Film complesso e sfortunato, “Soy Cuba” fu un clamoroso insuccesso commerciale poiché tacciato all’epoca di eccessivo e freddo formalismo, segni, secondo i detrattori, di una non conoscenza della materia narrata da parte del regista Kalatozov, che aveva pertanto tradito la vera indole del popolo cubano. Si pensi che, come contro-motto al titolo del film, i giornali cubani scrivevano “No soy Cuba”. Come effetto, il film scomparve dalla circolazione, per poi ricomparire nel Festival di Telluride del 1992 e conoscere tra i suoi grandi estimatori gente come Martin Scorsese e Francis Ford Coppola, che lo esaltavano proprio per quelli che furono considerati dapprima difetti: i lunghi piani-sequenza, i complessissimi movimenti di macchina e l’aver saputo sapientemente coniugare forma e sostanza (la fotografia, splendidamente mozzafiato, è di Sergej Uruševskij). Nel documentario “Soy Cuba, il mammuth siberiano” (2005) viene spiegato come l’opera non piacque a nessuno alla sua uscita, ma anche l’ammirato giudizio di Scorsese il quale dichiarò che, se avesse visto “Soy Cuba” agli inizi della sua carriera, sarebbe stato un regista diverso.

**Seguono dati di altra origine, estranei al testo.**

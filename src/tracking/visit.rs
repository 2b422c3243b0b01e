//! 页面访问模型

use chrono::{DateTime, Utc};
use serde::{Deserialize, Serialize};
use strum::{AsRefStr, EnumIter, EnumString};

use crate::identity::{Fingerprint, SessionId};

/// 设备类型，仅由视口宽度决定
#[derive(
    Debug,
    Clone,
    Copy,
    PartialEq,
    Eq,
    Hash,
    Serialize,
    Deserialize,
    EnumIter,
    EnumString,
    AsRefStr,
)]
#[serde(rename_all = "lowercase")]
#[strum(serialize_all = "lowercase")]
pub enum DeviceClass {
    Desktop,
    Tablet,
    Mobile,
}

impl DeviceClass {
    pub const MOBILE_MAX_WIDTH: u32 = 768;
    pub const TABLET_MAX_WIDTH: u32 = 1024;

    /// `<768` mobile，`<1024` tablet，其余 desktop
    pub fn from_width(width: u32) -> Self {
        if width < Self::MOBILE_MAX_WIDTH {
            Self::Mobile
        } else if width < Self::TABLET_MAX_WIDTH {
            Self::Tablet
        } else {
            Self::Desktop
        }
    }
}

/// 访问行的句柄（插入返回的行 ID）
#[derive(Debug, Clone, Copy, PartialEq, Eq, Hash, Serialize, Deserialize)]
#[serde(transparent)]
pub struct VisitHandle(i64);

impl VisitHandle {
    pub fn new(id: i64) -> Self {
        Self(id)
    }

    pub fn id(&self) -> i64 {
        self.0
    }
}

/// 新访问
#[derive(Debug, Clone, PartialEq, Eq, Serialize, Deserialize)]
pub struct NewVisit {
    pub session_id: SessionId,
    #[serde(default)]
    pub fingerprint: Option<Fingerprint>,
    pub page_path: String,
    pub device_type: DeviceClass,
    #[serde(default)]
    pub referrer: Option<String>,
}

/// 离开页面时回填的数据
#[derive(Debug, Clone, Copy, PartialEq, Eq, Serialize, Deserialize)]
pub struct VisitUpdate {
    /// 0-100
    pub scroll_depth: u8,
    /// 秒
    pub time_on_page: u32,
    pub clicks: u32,
}

/// 从存储读回的访问行
#[derive(Debug, Clone, PartialEq, Eq, Serialize, Deserialize)]
pub struct VisitRecord {
    pub id: i64,
    pub session_id: String,
    pub fingerprint: Option<String>,
    pub page_path: String,
    /// 原样保留，报表只统计三种已知取值
    pub device_type: String,
    pub referrer: Option<String>,
    pub scroll_depth: i32,
    pub time_on_page: i32,
    pub clicks: i32,
    pub created_at: DateTime<Utc>,
}
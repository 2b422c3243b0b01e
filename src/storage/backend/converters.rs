use sea_orm::ActiveValue::{NotSet, Set};
use serde_json::{Map, Value};
use tracing::warn;

use crate::identity::{Fingerprint, SessionId};
use crate::tracking::{EventRecord, EventType, NewEvent, NewVisit, StoredEvent, VisitRecord};

use migration::entities::{interaction_event, visitor_analytics};

/// 事件行 -> ActiveModel（created_at 使用写入时间）
pub fn event_to_active_model(
    record: EventRecord,
    now: chrono::DateTime<chrono::Utc>,
) -> interaction_event::ActiveModel {
    let metadata = if record.event.metadata.is_empty() {
        None
    } else {
        serde_json::to_string(&record.event.metadata).ok()
    };

    interaction_event::ActiveModel {
        id: NotSet,
        session_id: Set(record.session_id.to_string()),
        fingerprint: Set(record.fingerprint.map(|fp| fp.to_string())),
        event_type: Set(record.event.event_type.into()),
        element_id: Set(record.event.element_id),
        element_type: Set(record.event.element_type),
        page_x: Set(record.event.page_x),
        page_y: Set(record.event.page_y),
        page_path: Set(record.page_path),
        project_id: Set(record.event.project_id),
        metadata: Set(metadata),
        created_at: Set(now),
    }
}

pub fn model_to_stored_event(model: interaction_event::Model) -> StoredEvent {
    let metadata = match model.metadata.as_deref() {
        None | Some("") => Map::new(),
        Some(raw) => match serde_json::from_str::<Value>(raw) {
            Ok(Value::Object(map)) => map,
            Ok(_) | Err(_) => {
                warn!("Event {} has unreadable metadata, ignoring it", model.id);
                Map::new()
            }
        },
    };

    StoredEvent {
        id: model.id,
        record: EventRecord {
            session_id: SessionId::from(model.session_id),
            fingerprint: model.fingerprint.map(Fingerprint::from),
            page_path: model.page_path,
            event: NewEvent {
                event_type: EventType::from(model.event_type),
                element_id: model.element_id,
                element_type: model.element_type,
                page_x: model.page_x,
                page_y: model.page_y,
                project_id: model.project_id,
                metadata,
            },
        },
        created_at: model.created_at,
    }
}

/// 新访问 -> ActiveModel，统计列从 0 开始
pub fn visit_to_active_model(
    visit: NewVisit,
    now: chrono::DateTime<chrono::Utc>,
) -> visitor_analytics::ActiveModel {
    visitor_analytics::ActiveModel {
        id: NotSet,
        session_id: Set(visit.session_id.to_string()),
        fingerprint: Set(visit.fingerprint.map(|fp| fp.to_string())),
        page_path: Set(visit.page_path),
        device_type: Set(visit.device_type.as_ref().to_string()),
        referrer: Set(visit.referrer),
        scroll_depth: Set(0),
        time_on_page: Set(0),
        clicks: Set(0),
        created_at: Set(now),
        patched_at: Set(None),
    }
}

pub fn model_to_visit_record(model: visitor_analytics::Model) -> VisitRecord {
    VisitRecord {
        id: model.id,
        session_id: model.session_id,
        fingerprint: model.fingerprint,
        page_path: model.page_path,
        device_type: model.device_type,
        referrer: model.referrer,
        scroll_depth: model.scroll_depth,
        time_on_page: model.time_on_page,
        clicks: model.clicks,
        created_at: model.created_at,
    }
}
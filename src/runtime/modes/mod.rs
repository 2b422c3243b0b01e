//! Mode routing
//!
//! - Server mode (HTTP server)
//! - CLI mode (report, migrate, config)
//!
//! The mode is selected from the parsed subcommand and the enabled features.

#[cfg(feature = "server")]
pub mod server;

#[cfg(feature = "cli")]
pub mod cli;

#[cfg(feature = "server")]
pub use server::run_server;

#[cfg(feature = "cli")]
pub use cli::run_cli;

use crate::cli::Commands;

/// Mode detection result
#[derive(Debug, PartialEq)]
pub enum Mode {
    #[cfg(feature = "server")]
    Server,
    #[cfg(feature = "cli")]
    Cli,
    Unknown,
}

/// Pick the execution mode for a parsed subcommand
///
/// No subcommand or `serve` runs the server; anything else is a CLI command.
pub fn detect_mode(command: Option<&Commands>) -> Mode {
    match command {
        None | Some(Commands::Serve) => {
            #[cfg(feature = "server")]
            return Mode::Server;
            #[cfg(not(feature = "server"))]
            return Mode::Unknown;
        }
        Some(_) => {
            #[cfg(feature = "cli")]
            return Mode::Cli;
            #[cfg(not(feature = "cli"))]
            return Mode::Unknown;
        }
    }
}
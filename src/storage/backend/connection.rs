use sea_orm::{ConnectOptions, Database, DatabaseConnection};
use tracing::info;

use crate::config::DatabaseConfig;
use crate::errors::{Result, SitepulseError};
use migration::{Migrator, MigratorTrait};

/// 连接 SQLite 数据库（自动建库，WAL 模式）
pub async fn connect_sqlite(database_url: &str) -> Result<DatabaseConnection> {
    use sea_orm::SqlxSqliteConnector;
    use sea_orm::sqlx::SqlitePool;
    use sea_orm::sqlx::sqlite::{SqliteConnectOptions, SqliteJournalMode, SqliteSynchronous};
    use std::str::FromStr;

    let opt = SqliteConnectOptions::from_str(database_url)
        .map_err(|e| SitepulseError::database_config(format!("Invalid SQLite URL: {}", e)))?
        .create_if_missing(true)
        .journal_mode(SqliteJournalMode::Wal)
        .synchronous(SqliteSynchronous::Normal)
        .busy_timeout(std::time::Duration::from_secs(5));

    let pool = SqlitePool::connect_with(opt).await.map_err(|e| {
        SitepulseError::database_connection(format!("Unable to open SQLite database: {}", e))
    })?;

    Ok(SqlxSqliteConnector::from_sqlx_sqlite_pool(pool))
}

/// 连接 MySQL / PostgreSQL
pub async fn connect_generic(
    database_url: &str,
    backend_name: &str,
    config: &DatabaseConfig,
) -> Result<DatabaseConnection> {
    let timeout = std::time::Duration::from_secs(config.timeout);

    let mut opt = ConnectOptions::new(database_url.to_owned());
    opt.max_connections(config.pool_size)
        .min_connections(config.pool_size.min(2))
        .connect_timeout(timeout)
        .acquire_timeout(timeout)
        .idle_timeout(std::time::Duration::from_secs(300))
        .sqlx_logging(false);

    Database::connect(opt).await.map_err(|e| {
        SitepulseError::database_connection(format!(
            "Unable to connect to {} database: {}",
            backend_name.to_uppercase(),
            e
        ))
    })
}

/// 执行全部未应用的迁移
pub async fn run_migrations(db: &DatabaseConnection) -> Result<()> {
    Migrator::up(db, None)
        .await
        .map_err(|e| SitepulseError::database_operation(format!("Migration failed: {}", e)))?;

    info!("Database migrations completed");
    Ok(())
}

Altro frame del film | re-movies.com

Pur nel pieno rispetto del punto di vista cubano e pur ricordando anche che ancora oggi alcuni critici tacciano “Soy Cuba” di semplicistica riduzione della rivoluzione di Cuba – nota la parziale stroncatura di Paolo Mereghetti, per esempio – il film resta un risultato meritorio ed importante, probabilmente non già per studiare e approfondire la statura ideologica rivoluzionaria ma per emozionare nel profondo. Il che non è poco.